She’s now published, along with Manuel Castells, Jack Linchuan Qiu and Araba Sey, the book Mobile Communication and Society and has kindly accepted to answer some questions about the book and about the use of mobile phones for development. Here they go:
Question: The book’s presentation says that Mobile Communication and Society looks at how the possibility of multimodal communication from anywhere to anywhere at any time affects everyday life. Can you summarize 392 pages into 3.92 lines? ;)
Answer: Of course I can’t… But here you are some of our main findings:
Having a mobile phone, at least in developed countries where nowadays it is a personal device, means having Relentless Connectivity. Put it simply, we are available 24 hours a day, as well as our contacts are.
Communication is held among the different nodes of our Network of Choice. For instance, some times we prefer to call a friend asking for some indications to get a specific address than to talk to the bus driver.
As we are nodes of a network, we can establish Instant Communities of Practice. Flash mobs are one example, as well as it were the concentrations in front of the headquarters of the Spanish conservative party PP, in the evening of the 13th of March, 2003.
In this context, the Blurring of the Social Context of Individual Practice increases and our different everyday-life-roles are mixed. For instance, a security guard talks to her boyfriend without need of asking permission to her supervisor; students can communicate with other friends outside the classroom and do, at least, two different activities simultaneously, etc.
Q: Surely wireless technologies and applications are not used the same way everywhere, and thus their impact is different two. Could you point the main divergences in use and/or impact between developed and developing countries?
A: In developing countries, among less wealthy segments of population, the mobile phone is the first private telephone available to the family. It allows not only outcome calls but, most important, incoming calls. It is very often a collective device, thus all the members of the family use it… normally as it were a fixed telephone. However, sometimes the handset becomes mobile and goes out of home, often under the mother’s supervision.
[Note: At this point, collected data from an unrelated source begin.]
//! CSV export of the current readings.

use std::{fs::File, io::Write, path::Path, path::PathBuf};

use anyhow::{Context, Result};

use crate::models::{Reading, ReadingField};

const ENABLE_LOGS: bool = true;

use crate::log_info;

pub const CSV_FILE_NAME: &str = "em31_points.csv";

/// Export column order.
pub const CSV_COLUMNS: [ReadingField; 14] = [
    ReadingField::TimeMs,
    ReadingField::Lat,
    ReadingField::Lon,
    ReadingField::Conductivity,
    ReadingField::Thickness,
    ReadingField::Inphase,
    ReadingField::Range,
    ReadingField::DipoleMode,
    ReadingField::Marker,
    ReadingField::Station,
    ReadingField::GpsQuality,
    ReadingField::GpsSatellites,
    ReadingField::GpsHdop,
    ReadingField::GpsAltitude,
];

/// Writes a header plus one row per reading. Absent values are empty fields.
pub fn write_csv<W: Write>(readings: &[Reading], out: W) -> Result<()> {
    let mut writer = csv::WriterBuilder::new()
        .terminator(csv::Terminator::Any(b'\n'))
        .from_writer(out);

    writer.write_record(CSV_COLUMNS.iter().map(|c| c.as_str()))?;
    for reading in readings {
        writer.write_record(CSV_COLUMNS.iter().map(|&c| reading.value(c).to_string()))?;
    }
    writer.flush()?;
    Ok(())
}

pub fn to_csv_string(readings: &[Reading]) -> Result<String> {
    let mut buf = Vec::new();
    write_csv(readings, &mut buf)?;
    String::from_utf8(buf).context("csv output is not valid utf-8")
}

/// Writes `em31_points.csv` into `dir` and returns its path.
pub fn export_to_dir(readings: &[Reading], dir: &Path) -> Result<PathBuf> {
    let path = dir.join(CSV_FILE_NAME);
    export_to_file(readings, &path)?;
    Ok(path)
}

pub fn export_to_file(readings: &[Reading], path: &Path) -> Result<()> {
    let file =
        File::create(path).with_context(|| format!("failed to create {}", path.display()))?;
    write_csv(readings, file)?;
    log_info!("exported {} readings to {}", readings.len(), path.display());
    Ok(())
}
On the other hand, boom calls (those made not to be answered) are used not only for fun but also in business. A customer could make a boom call to the milkman to order some milk. Usually, they had previously agreed the meaning of the boom call in order to avoid misunderstandings.
Finally, it is worth to point that in developing countries having a handset is not essential, and the SIM card would be enough to guarantee communication. A SIM card can be used in a mobile payphone, there you can also check if somebody has called you or has sent you an SMS. The SIM card works under a prepayment system so the expenses are kept totally under control.
All in all, the main difference between rich and poor users is that, among rich people mobile telephony is a complementary technology while for the poor it is an affordable substitute of the expensive, and sometimes inexistent, fixed telephony.
Q: Recently, some interesting books on wireless solutions for de developing world ([1], [2]) have been published. What do you think of initiatives such as Grameen’s Village Phone?
A: Around developing countries some innovative and fairly effective mechanisms and products are emerging to address the problem of telecommunication access. Some operators in there have begun to offer scaled down services, as in China (the Little Smart phone) and India (Wireless Local Loop telephony). But there are also grassroots’ projects, as the successful Grameen’s Village Phone program. Created in Bangladesh, it has been adopted in some other countries, as Uganda, South Africa and Ghana, in the same or in a modified form.
There is, indeed, a common agreement that this kind of initiatives increase consumer surplus as a result of reduced communication costs, and improve access to business information, while service providers have gained additional income (up to 40% of household income) as well as social and economic empowerment, especially in gender terms.
Q: Thus, “leapfrogging”: buzzword or keyword?
A: Time will say, but up to day what we can say is that landscape in some parts of Africa has changed. In the main street in a tiny rural town you can usually see two or three mobile payphones, and an antenna in the top on the nearest hill. There is a lot of activity around these mobile payphones.
Indeed, there is not overwhelming evidence to support the leapfrog hypothesis in terms of eliminating stages of economic development. However, and following Coyle (2005) (2.7 Mb), one of the most important identifiers of the potential developmental impact of mobile telephony could be its contribution to moving developing countries as close as possible to universal telecommunications service, which has been shown to have been the critical mass level at which telecommunications began to exhibit significant impacts on economic growth in advanced economies [emphasis is mine].
Q: And what’s next? Where does research on wireless networks in the field of ICT4D head to?
Written by Manuel Castells, Mireia Fernández-Ardèvol, Jack Linchuan Qiu and Araba Sey, the book is describes the mobile revolution and how being constantly connected has affected our lives, getting into deep detail on who’s connected and how do they use this ubiquitous technology.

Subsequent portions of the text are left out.